I was recently asked what to do about aging parents who had little or no savings but refused to discuss any aspect of their “money issue.” It reminded me that our role as adult children is not necessarily about problem solving; it is about compassionate containment. So many of the issues we feel compelled to “fix” have no clear answers. The best we can do is sort out what to accept from what we can actually change. Here was the advice I offered:

The issue of money, like so many other issues in the last phase of life, is about control. The best way to approach it is to reframe money as means of maintaining control. Lack of money takes away control. This link will take you to an article I authored on “communicating touch choices” that offers a practical strategy for how to do this:http://www.aging.org/i4a/pages/index.cfm?pageid=2103&textonly=1

You may also want to consider three strategies that will help you “hedge” your parent’s financial risk:

1. Buy a long term care policy with a two years home care/two years nursing home benefit.
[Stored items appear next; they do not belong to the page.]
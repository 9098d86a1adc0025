//! Iteration adapters for the generic `for`.
//!
//! `host.iter(o)`, `host.iterex(o)` and `host.enumerate(o [, start])` return the triple
//! `(iter_next, adapter, nil)`. Each call of `iter_next` advances the host iterator once
//! and pushes the step's values, or nothing once the iterator is exhausted. A proxy's
//! `__pairs` returns the same triple.

use std::rc::Rc;

use mlua_sys as ffi;
use smallvec::smallvec;

use crate::{
    error::BridgeError,
    host::HostTuple,
    proxy::{self, HostRef, Proxy},
    slots::ReservedSlot,
    stack::{Stack, ensure_stack},
    translate::HandlerResult,
    value::{MultiValue, Value},
};

/// Host-side iterator; each item is the tuple produced by one step.
pub type HostIter = Box<dyn Iterator<Item = Result<MultiValue, BridgeError>>>;

/// How each step is exposed to the interpreter.
#[derive(Debug, Clone, Copy, PartialEq, Eq)]
pub enum IterKind {
    /// One value per step; multi-value items become a tuple.
    Plain,
    /// The full tuple per step.
    Extended,
    /// `index, value`, with the index starting at `start`.
    Enumerate { start: i64 },
}

/// Values produced by one step.
#[derive(Debug, Clone, PartialEq)]
pub struct IterStep {
    pub values: MultiValue,
    /// The first value is `nil` and must be pushed as `host.none` so the loop continues.
    pub leading_none: bool,
}

pub struct IterAdapter {
    source: Option<HostIter>,
    kind: IterKind,
    next_index: i64,
}

impl IterAdapter {
    #[must_use]
    pub fn new(source: HostIter, kind: IterKind) -> Self {
        let next_index = match kind {
            IterKind::Enumerate { start } => start,
            IterKind::Plain | IterKind::Extended => 0,
        };
        Self {
            source: Some(source),
            kind,
            next_index,
        }
    }

    #[must_use]
    pub fn kind(&self) -> IterKind {
        self.kind
    }

    #[must_use]
    pub fn is_exhausted(&self) -> bool {
        self.source.is_none()
    }

    /// Advances the host iterator.
    ///
    /// Returns `Ok(None)` at the end, and on every later call without touching the host
    /// iterator again. An error leaves the adapter usable.
    pub fn advance(&mut self) -> Result<Option<IterStep>, BridgeError> {
        let Some(source) = self.source.as_mut() else {
            return Ok(None);
        };
        match source.next() {
            Some(item) => Ok(Some(self.shape(item?))),
            None => {
                self.source = None;
                Ok(None)
            }
        }
    }

    fn shape(&mut self, mut values: MultiValue) -> IterStep {
        match self.kind {
            IterKind::Plain => {
                let value = single(values);
                IterStep {
                    leading_none: value.is_nil(),
                    values: smallvec![value],
                }
            }
            IterKind::Extended => {
                if values.is_empty() {
                    values.push(Value::Nil);
                }
                IterStep {
                    leading_none: values[0].is_nil(),
                    values,
                }
            }
            IterKind::Enumerate { .. } => {
                let index = self.next_index;
                self.next_index = index.wrapping_add(1);
                IterStep {
                    values: smallvec![Value::Integer(index), single(values)],
                    leading_none: false,
                }
            }
        }
    }
}

/// Collapses a step tuple into one value.
fn single(values: MultiValue) -> Value {
    match values.len() {
        0 => Value::Nil,
        1 => values.into_iter().next().unwrap_or_default(),
        _ => Value::Host(Proxy::Item(Rc::new(HostTuple::new(values)))),
    }
}

fn adapter_entry(stack: &Stack<'_>, kind: IterKind, max_args: usize) -> HandlerResult {
    let object = proxy::host_argument(stack, max_args)?;
    push_adapter(stack, &object, kind)
}

/// Returns the generic `for` triple driving `object`'s host iterator.
pub(crate) fn push_adapter(stack: &Stack<'_>, object: &HostRef, kind: IterKind) -> HandlerResult {
    let source = object.iter(stack.lua()).map_err(|error| stack.stage_error(error))?;
    let state = stack.raw_state();
    // SAFETY: `state` is the running native frame; three slots are reserved first.
    unsafe {
        ensure_stack(state, 3).map_err(|error| stack.stage_error(error))?;
        ffi::lua_pushcclosure(state, ReservedSlot::IterNext.function(), 0);
        proxy::push_iterator(stack.lua(), state, IterAdapter::new(source, kind));
        ffi::lua_pushnil(state);
    }
    Ok(3)
}

pub(crate) fn iter_entry(stack: &Stack<'_>) -> HandlerResult {
    adapter_entry(stack, IterKind::Plain, 1)
}

pub(crate) fn iterex_entry(stack: &Stack<'_>) -> HandlerResult {
    adapter_entry(stack, IterKind::Extended, 1)
}

pub(crate) fn enumerate_entry(stack: &Stack<'_>) -> HandlerResult {
    let start = match stack.value(2) {
        Value::Nil => 0,
        other => other.to_integer().map_err(|error| stack.stage_error(error))?,
    };
    adapter_entry(stack, IterKind::Enumerate { start }, 2)
}

/// `iter_next(adapter, control)`
pub(crate) fn iter_next_entry(stack: &Stack<'_>) -> HandlerResult {
    // SAFETY: argument 1 of the running native frame.
    let Some(cell) = (unsafe { proxy::iterator_at(stack.raw_state(), 1) }) else {
        return Err(stack.stage_error(BridgeError::host("bad argument #1 (iterator expected)")));
    };
    let Ok(mut adapter) = cell.try_borrow_mut() else {
        return Err(stack.stage_error(BridgeError::host("iterator is already running")));
    };
    let step = adapter.advance();
    drop(adapter);

    match step {
        Ok(None) => Ok(0),
        Ok(Some(step)) => push_step(stack, step),
        Err(error) => Err(stack.stage_error(error)),
    }
}

fn push_step(stack: &Stack<'_>, step: IterStep) -> HandlerResult {
    let count = step.values.len();
    let mut values = step.values.into_iter();
    if step.leading_none {
        values.next();
        let state = stack.raw_state();
        // SAFETY: `state` is the running native frame.
        unsafe {
            ensure_stack(state, 1).map_err(|error| stack.stage_error(error))?;
            ffi::lua_pushlightuserdata(state, proxy::none_marker());
        }
    }
    for value in values {
        stack.push(&value).map_err(|error| stack.stage_error(error))?;
    }
    Ok(count)
}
This assumes they will cooperative with the process (i.e. signing the applications and answering questions).

2. Start funding a dedicated “side fund” for expenses that a long term care policy will not cover.

3. If you parents own their home, become familiar with how “reverse mortgages work and when they make sense.

Lastly, you need to began discussions with local area agencies on aging to determine what, if any, community resources can assist your parents if they run out of money.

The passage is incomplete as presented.